JH Engström never strays far from home. For the Swedish photographer, home is more of a state of mind than it is a physical place. His raw and autobiographical work is informed by a distinctly subjective approach, probing his sense of self within an existential framework. These numerous and nuanced investigations, more often than not, materialise in photo books through which JH explores the evaporating and frail condition of being human. “Editing a book is a combination of the experience of having done it many times before, intuition and letting go,” JH says. “All of my books demand different approaches. And one book always leads to another. They are all linked.”
JH’s latest, The Frame, is a daunting black object that rests heavy in your hands. Inside, the Swede has orchestrated shots of ice-aged rocks from his hometown in Värmland alongside 30 years’ worth of photographs of men — trans and cis — and non-binary people. The faces we find are not those of warriors, conquerors or heroes but of fathers, brothers and sons.

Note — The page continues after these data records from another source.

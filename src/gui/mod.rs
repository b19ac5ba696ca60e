pub mod app;
pub mod book_form;
pub mod error_modal;
pub mod settings;
pub mod shelf;
pub mod theme;
pub mod top_bar;

pub use app::LibrisApp;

The book packs a tender punch, surveying the multivalent meanings of masculinity, rife with contradiction and complexity. JH’s point of view is the only thing that connects this disparate range of portraits, so it’s intense, confrontational and reliably existential. Here, we catch up with JH to talk about gender, time and home.
You once said that you seldom go somewhere to photograph but rather photograph because you are somewhere. Yet you have amassed an incredible archive of portraits of men. What have you been drawn to in them, even if subconsciously?

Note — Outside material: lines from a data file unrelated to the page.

use eframe::egui;

use super::data::SettingsData;

pub struct SettingsModal {
    open: bool,
    original: SettingsData,
    draft: SettingsData,
}

impl SettingsModal {
    pub fn new() -> Self {
        Self { open: false, original: SettingsData::default(), draft: SettingsData::default() }
    }

    pub fn open_settings(&mut self, current_settings: SettingsData) {
        self.original = current_settings.clone();
        self.draft = current_settings;
        self.open = true;
    }

    fn is_dirty(&self) -> bool {
        self.draft != self.original
    }

    /// Returns the new settings when the user saves.
    pub fn show(&mut self, ctx: &egui::Context) -> Option<SettingsData> {
        if !self.open {
            return None;
        }

        let mut result: Option<SettingsData> = None;

        let modal = egui::Modal::new(egui::Id::new("settings_modal")).show(ctx, |ui| {
            ui.set_width(420.0);
            ui.heading("Backend Settings");
            ui.add_space(10.0);

            egui::Grid::new("settings_grid").num_columns(2).spacing([10.0, 6.0]).show(ui, |ui| {
                ui.label("Backend URL:");
                ui.text_edit_singleline(&mut self.draft.backend_url);
                ui.end_row();

                ui.label("Request timeout:");
                ui.add(
                    egui::DragValue::new(&mut self.draft.request_timeout_secs)
                        .range(1..=300)
                        .suffix(" s"),
                );
                ui.end_row();
            });

            let url_valid = SettingsData::is_valid_backend_url(&self.draft.backend_url);
            if !url_valid {
                ui.colored_label(egui::Color32::RED, "⚠ URL must start with http:// or https://");
            }

            ui.add_space(5.0);
            ui.separator();

            ui.horizontal(|ui| {
                let save_clicked = ui
                    .add_enabled(url_valid && self.is_dirty(), egui::Button::new("Save Settings"))
                    .clicked();
                let cancel_clicked = ui.button("Cancel").clicked();

                let mut reset_clicked = false;
                ui.with_layout(egui::Layout::right_to_left(egui::Align::Center), |ui| {
                    reset_clicked = ui.button("Restore Default").clicked();
                });

                if save_clicked {
                    self.draft.backend_url = self.draft.backend_url.trim().to_string();
                    result = Some(self.draft.clone());
                    ui.close();
                } else if cancel_clicked {
                    self.draft = self.original.clone();
                    ui.close();
                } else if reset_clicked {
                    self.draft = SettingsData {
                        dark_mode: self.original.dark_mode,
                        ..SettingsData::default()
                    };
                }
            });
        });

        if modal.should_close() {
            self.open = false;
        }

        result
    }
}

impl Default for SettingsModal {
    fn default() -> Self {
        Self::new()
    }
}
use crate::gui::{
    error_modal::ErrorModal,
    settings::SettingsModal,
};

pub struct Modals {
    pub error: ErrorModal,
    pub settings: SettingsModal,
}

impl Default for Modals {
    fn default() -> Self {
        Self { error: ErrorModal::new(), settings: SettingsModal::new() }
    }
}
use eframe::egui;

#[derive(Default, Clone)]
pub struct ErrorData {
    pub title: String,
    pub message: String,
    pub details: Option<String>,
}

/// Surfaces failures that the user has to know about, such as a book the
/// backend refused to save.
pub struct ErrorModal {
    open: bool,
    data: ErrorData,
}

impl ErrorModal {
    pub fn new() -> Self {
        Self { open: false, data: ErrorData::default() }
    }

    pub fn show_error(
        &mut self,
        title: impl Into<String>,
        message: impl Into<String>,
        details: Option<impl Into<String>>,
    ) {
        self.data = ErrorData {
            title: title.into(),
            message: message.into(),
            details: details.map(|d| d.into()),
        };

        self.open = true;
    }

    pub fn show(&mut self, ctx: &egui::Context) {
        if !self.open {
            return;
        }

        let modal = egui::Modal::new(egui::Id::new("error_modal")).show(ctx, |ui| {
            ui.set_width(420.0);

            ui.horizontal(|ui| {
                ui.label(egui::RichText::new("⚠").size(22.0).color(ui.visuals().error_fg_color));
                ui.label(egui::RichText::new(&self.data.title).size(17.0).strong());
            });

            ui.add_space(8.0);
            ui.label(&self.data.message);

            if let Some(details) = &self.data.details {
                ui.add_space(8.0);
                ui.collapsing("Technical Details", |ui| {
                    ui.add(
                        egui::TextEdit::multiline(&mut details.as_str())
                            .desired_width(f32::INFINITY)
                            .desired_rows(3)
                            .code_editor(),
                    );
                });
            }

            ui.add_space(12.0);

            ui.with_layout(egui::Layout::right_to_left(egui::Align::Center), |ui| {
                if ui.button("OK").clicked() {
                    ui.close();
                }
            });
        });

        if modal.should_close() {
            self.open = false;
            self.data = ErrorData::default();
        }
    }
}

impl Default for ErrorModal {
    fn default() -> Self {
        Self::new()
    }
}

I photograph what I somehow identify with. Being a man myself, I naturally question what that even “means”. There are two levels here: the private and the collective. Of course, they coexist with one another. Definitions are complex. For me, definitions almost always end up with tonnes of questions. This whole book is basically a million questions. As I write on the back cover: “Within the frame of bodies, words and time, I see transience, questions and change…”
Who are the people in the book?
They are a mix of friends, acquaintances and passing encounters. My father is in there and my grandfather too. These are people who I have crossed paths with, and I never photographed them with the intention of making this specific book. Photographing, for me, is an intuitive, instinctive and even primitive act. There is no recipe. I believe all my work, in the end, can be summed up as one huge self-portrait. That’s the way I do art because that’s who I am. We don’t always get to choose these things. We are who we are.
I like how you have scattered self-portraits throughout the book in such a subtle and seamless way.
As I mentioned, I photograph that which I identify with, consciously or unconsciously, so placing myself in the book was a natural decision for me. Again, the private and the collective coexist. But where does that start and end? What are the frames? What are the borders?
This questioning of borderlines feels pertinent now, with definitions around gender and identity increasingly under scrutiny. How do you hope the book resonates?
I believe in the reader. The questions the book raises are existential, and I hope readers can enter them without any prejudices. If there’s one thing that I am allergic to, it’s when artists have the ambition to tell the reader what to think or feel. I would rather approach the subjects as questions instead of answers. What is gender? What is identity? What is masculinity? What is the father figure?
I find these questions very interesting. They are, of course, linked to society’s perceptions of things, movements and time. We are certainly witnessing a historical change and renegotiation regarding how we define and perceive gender…
The photographs of the ice-aged rocks which bookend The Frame really evoke the scale and passage of time.
These moraine rocks were pushed forward by the enormous forces of sheets during the ice age. This was around 10,000 years ago, and they have not moved since. To stand before and witness something that looks exactly the same as it did all those years ago is a stunning and surreal experience. So, these photographs led me to questions about time. And maybe time is the only frame we can be sure of in our lives.
They were taken in your hometown. Why is this sense of home important to your work?
I prefer working with what is close to me, on one level or another. Sometimes, I might not even know that I am connected to something until I feel the urge to photograph it. I photographed these rocks because they were there, right in front of me. They brought back many memories from childhood. I tend to think that being oneself is really being at home. That’s why home is important.
‘The Frame’ by JH Engström is published by Pierre von Kleist.